Instructions to follow — Repeat all of the data precisely.

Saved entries
──────

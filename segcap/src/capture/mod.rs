mod aggregator;
mod emitter;
mod sampler;

pub use aggregator::{MaskAggregator, MaskRecord, BACKGROUND, FOREGROUND};
pub use emitter::{
    parse_raw_index, EmitError, EmitReport, EmittedMask, Emitter, IndexAllocator, MaskFilter,
    OutputLayout, MASK_DIR, RAW_DIR,
};
pub use sampler::FrameSampler;

use crate::{
    camera::CaptureRequest,
    film::RawFrame,
    query::GeometryQuery,
    render::FrameRenderer,
    scene::{DetectableSet, SceneObject},
};

/// Sweeps every pixel of `request` and aggregates the masks of detectable objects.
///
/// Records are returned in the order their objects were first hit.
pub fn extract_masks<Q>(
    request: &CaptureRequest,
    query: &Q,
    detectable: &DetectableSet,
) -> Vec<MaskRecord>
where
    Q: GeometryQuery + ?Sized,
{
    let sampler = FrameSampler::new(request);
    let mut aggregator = MaskAggregator::new(request.resolution, detectable);
    sampler.sweep(query, |pixel, hit| aggregator.record(pixel, hit));
    aggregator.into_records()
}

/// A capture that has been assigned its index but not rendered yet.
#[derive(Copy, Clone, Debug, PartialEq)]
pub struct Capture {
    pub index: u64,
    pub request: CaptureRequest,
}

impl Capture {
    pub fn new(index: u64, request: CaptureRequest) -> Self {
        Self { index, request }
    }

    /// First phase: produce the color frame.
    pub fn render<R>(self, renderer: &R) -> RenderedCapture
    where
        R: FrameRenderer + ?Sized,
    {
        RenderedCapture {
            index: self.index,
            request: self.request,
            frame: renderer.render(&self.request),
        }
    }
}

/// A capture whose frame is complete and can be read back.
pub struct RenderedCapture {
    pub index: u64,
    pub request: CaptureRequest,
    pub frame: RawFrame,
}

impl RenderedCapture {
    /// Second phase: sample the geometry behind the finished frame.
    pub fn extract_masks<Q>(self, query: &Q, detectable: &DetectableSet) -> ExtractedCapture
    where
        Q: GeometryQuery + ?Sized,
    {
        let records = extract_masks(&self.request, query, detectable);
        ExtractedCapture {
            index: self.index,
            request: self.request,
            frame: self.frame,
            records,
        }
    }
}

/// A capture with its frame and unfiltered mask records, ready to be written out.
pub struct ExtractedCapture {
    pub index: u64,
    pub request: CaptureRequest,
    pub frame: RawFrame,
    pub records: Vec<MaskRecord>,
}

impl ExtractedCapture {
    pub fn emit(
        &self,
        emitter: &Emitter,
        objects: &[SceneObject],
    ) -> Result<EmitReport, EmitError> {
        emitter.emit(self.index, &self.frame, &self.records, objects)
    }
}
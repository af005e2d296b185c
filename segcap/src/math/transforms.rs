use super::{common::FloatValueType, matrix::Matrix4x4, vector::Vec3, Transform};

/// Creates a new [Transform] that is a translation by `delta`.
pub fn translation<T>(delta: Vec3<T>) -> Transform<T>
where
    T: FloatValueType,
{
    let mut m = Matrix4x4::identity();
    let mut m_inv = Matrix4x4::identity();
    for axis in 0..3 {
        m.m[axis][3] = delta[axis];
        m_inv.m[axis][3] = -delta[axis];
    }

    Transform::new_full(m, m_inv)
}

/// Creates a new [Transform] that scales by `s` per axis. All components have to be non-zero.
pub fn scale<T>(s: Vec3<T>) -> Transform<T>
where
    T: FloatValueType,
{
    debug_assert!(s.x != T::zero() && s.y != T::zero() && s.z != T::zero());

    let mut m = Matrix4x4::identity();
    let mut m_inv = Matrix4x4::identity();
    for axis in 0..3 {
        m.m[axis][axis] = s[axis];
        m_inv.m[axis][axis] = T::one() / s[axis];
    }

    Transform::new_full(m, m_inv)
}

// Rotations are orthonormal so the inverse is the transpose
fn rotation_from<T>(m: Matrix4x4<T>) -> Transform<T>
where
    T: FloatValueType,
{
    Transform::new_full(m, m.transposed())
}

/// Creates a new [Transform] that is a rotation of `theta` radians around the x-axis.
pub fn rotation_x<T>(theta: T) -> Transform<T>
where
    T: FloatValueType,
{
    let (sin, cos) = theta.sin_cos();
    let (o, l) = (T::zero(), T::one());
    rotation_from(Matrix4x4::new([
        [l, o, o, o],
        [o, cos, -sin, o],
        [o, sin, cos, o],
        [o, o, o, l],
    ]))
}

/// Creates a new [Transform] that is a rotation of `theta` radians around the y-axis.
///
/// Positive angles turn +Z towards +X.
pub fn rotation_y<T>(theta: T) -> Transform<T>
where
    T: FloatValueType,
{
    let (sin, cos) = theta.sin_cos();
    let (o, l) = (T::zero(), T::one());
    rotation_from(Matrix4x4::new([
        [cos, o, sin, o],
        [o, l, o, o],
        [-sin, o, cos, o],
        [o, o, o, l],
    ]))
}

/// Creates a new [Transform] that is a rotation of `theta` radians around the z-axis.
pub fn rotation_z<T>(theta: T) -> Transform<T>
where
    T: FloatValueType,
{
    let (sin, cos) = theta.sin_cos();
    let (o, l) = (T::zero(), T::one());
    rotation_from(Matrix4x4::new([
        [cos, -sin, o, o],
        [sin, cos, o, o],
        [o, o, l, o],
        [o, o, o, l],
    ]))
}

/// Creates a new [Transform] from euler angles in degrees.
///
/// Roll around z is applied first, then pitch around x and finally yaw around y.
pub fn rotation_euler<T>(degrees: Vec3<T>) -> Transform<T>
where
    T: FloatValueType,
{
    let yaw = rotation_y(degrees.y.to_radians());
    let pitch = rotation_x(degrees.x.to_radians());
    let roll = rotation_z(degrees.z.to_radians());
    &yaw * &(&pitch * &roll)
}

──────

Solution for this task —
filename segcap/src/capture/mod.rs
mod aggregator;
mod emitter;
mod sampler;

pub use aggregator::{MaskAggregator, MaskRecord, BACKGROUND, FOREGROUND};
pub use emitter::{
    parse_raw_index, EmitError, EmitReport, EmittedMask, Emitter, IndexAllocator, MaskFilter,
    OutputLayout, MASK_DIR, RAW_DIR,
};
pub use sampler::FrameSampler;

use crate::{
    camera::CaptureRequest,
    film::RawFrame,
    query::GeometryQuery,
    render::FrameRenderer,
    scene::{DetectableSet, SceneObject},
};

/// Sweeps every pixel of `request` and aggregates the masks of detectable objects.
///
/// Records are returned in the order their objects were first hit.
pub fn extract_masks<Q>(
    request: &CaptureRequest,
    query: &Q,
    detectable: &DetectableSet,
) -> Vec<MaskRecord>
where
    Q: GeometryQuery + ?Sized,
{
    let sampler = FrameSampler::new(request);
    let mut aggregator = MaskAggregator::new(request.resolution, detectable);
    sampler.sweep(query, |pixel, hit| aggregator.record(pixel, hit));
    aggregator.into_records()
}

/// A capture that has been assigned its index but not rendered yet.
#[derive(Copy, Clone, Debug, PartialEq)]
pub struct Capture {
    pub index: u64,
    pub request: CaptureRequest,
}

impl Capture {
    pub fn new(index: u64, request: CaptureRequest) -> Self {
        Self { index, request }
    }

    /// First phase: produce the color frame.
    pub fn render<R>(self, renderer: &R) -> RenderedCapture
    where
        R: FrameRenderer + ?Sized,
    {
        RenderedCapture {
            index: self.index,
            request: self.request,
            frame: renderer.render(&self.request),
        }
    }
}

/// A capture whose frame is complete and can be read back.
pub struct RenderedCapture {
    pub index: u64,
    pub request: CaptureRequest,
    pub frame: RawFrame,
}

impl RenderedCapture {
    /// Second phase: sample the geometry behind the finished frame.
    pub fn extract_masks<Q>(self, query: &Q, detectable: &DetectableSet) -> ExtractedCapture
    where
        Q: GeometryQuery + ?Sized,
    {
        let records = extract_masks(&self.request, query, detectable);
        ExtractedCapture {
            index: self.index,
            request: self.request,
            frame: self.frame,
            records,
        }
    }
}

/// A capture with its frame and unfiltered mask records, ready to be written out.
pub struct ExtractedCapture {
    pub index: u64,
    pub request: CaptureRequest,
    pub frame: RawFrame,
    pub records: Vec<MaskRecord>,
}

impl ExtractedCapture {
    pub fn emit(
        &self,
        emitter: &Emitter,
        objects: &[SceneObject],
    ) -> Result<EmitReport, EmitError> {
        emitter.emit(self.index, &self.frame, &self.records, objects)
    }
}
repository af005e2d296b185c
filename segcap/src/math/transforms.rs
use super::{common::FloatValueType, matrix::Matrix4x4, vector::Vec3, Transform};

/// Creates a new [Transform] that is a translation by `delta`.
pub fn translation<T>(delta: Vec3<T>) -> Transform<T>
where
    T: FloatValueType,
{
    let mut m = Matrix4x4::identity();
    let mut m_inv = Matrix4x4::identity();
    for axis in 0..3 {
        m.m[axis][3] = delta[axis];
        m_inv.m[axis][3] = -delta[axis];
    }

    Transform::new_full(m, m_inv)
}

/// Creates a new [Transform] that scales by `s` per axis. All components have to be non-zero.
pub fn scale<T>(s: Vec3<T>) -> Transform<T>
where
    T: FloatValueType,
{
    debug_assert!(s.x != T::zero() && s.y != T::zero() && s.z != T::zero());

    let mut m = Matrix4x4::identity();
    let mut m_inv = Matrix4x4::identity();
    for axis in 0..3 {
        m.m[axis][axis] = s[axis];
        m_inv.m[axis][axis] = T::one() / s[axis];
    }

    Transform::new_full(m, m_inv)
}

// Rotations are orthonormal so the inverse is the transpose
fn rotation_from<T>(m: Matrix4x4<T>) -> Transform<T>
where
    T: FloatValueType,
{
    Transform::new_full(m, m.transposed())
}

/// Creates a new [Transform] that is a rotation of `theta` radians around the x-axis.
pub fn rotation_x<T>(theta: T) -> Transform<T>
where
    T: FloatValueType,
{
    let (sin, cos) = theta.sin_cos();
    let (o, l) = (T::zero(), T::one());
    rotation_from(Matrix4x4::new([
        [l, o, o, o],
        [o, cos, -sin, o],
        [o, sin, cos, o],
        [o, o, o, l],
    ]))
}

/// Creates a new [Transform] that is a rotation of `theta` radians around the y-axis.
///
/// Positive angles turn +Z towards +X.
pub fn rotation_y<T>(theta: T) -> Transform<T>
where
    T: FloatValueType,
{
    let (sin, cos) = theta.sin_cos();
    let (o, l) = (T::zero(), T::one());
    rotation_from(Matrix4x4::new([
        [cos, o, sin, o],
        [o, l, o, o],
        [-sin, o, cos, o],
        [o, o, o, l],
    ]))
}

/// Creates a new [Transform] that is a rotation of `theta` radians around the z-axis.
pub fn rotation_z<T>(theta: T) -> Transform<T>
where
    T: FloatValueType,
{
    let (sin, cos) = theta.sin_cos();
    let (o, l) = (T::zero(), T::one());
    rotation_from(Matrix4x4::new([
        [cos, -sin, o, o],
        [sin, cos, o, o],
        [o, o, l, o],
        [o, o, o, l],
    ]))
}

/// Creates a new [Transform] from euler angles in degrees.
///
/// Roll around z is applied first, then pitch around x and finally yaw around y.
pub fn rotation_euler<T>(degrees: Vec3<T>) -> Transform<T>
where
    T: FloatValueType,
{
    let yaw = rotation_y(degrees.y.to_radians());
    let pitch = rotation_x(degrees.x.to_radians());
    let roll = rotation_z(degrees.z.to_radians());
    &yaw * &(&pitch * &roll)
}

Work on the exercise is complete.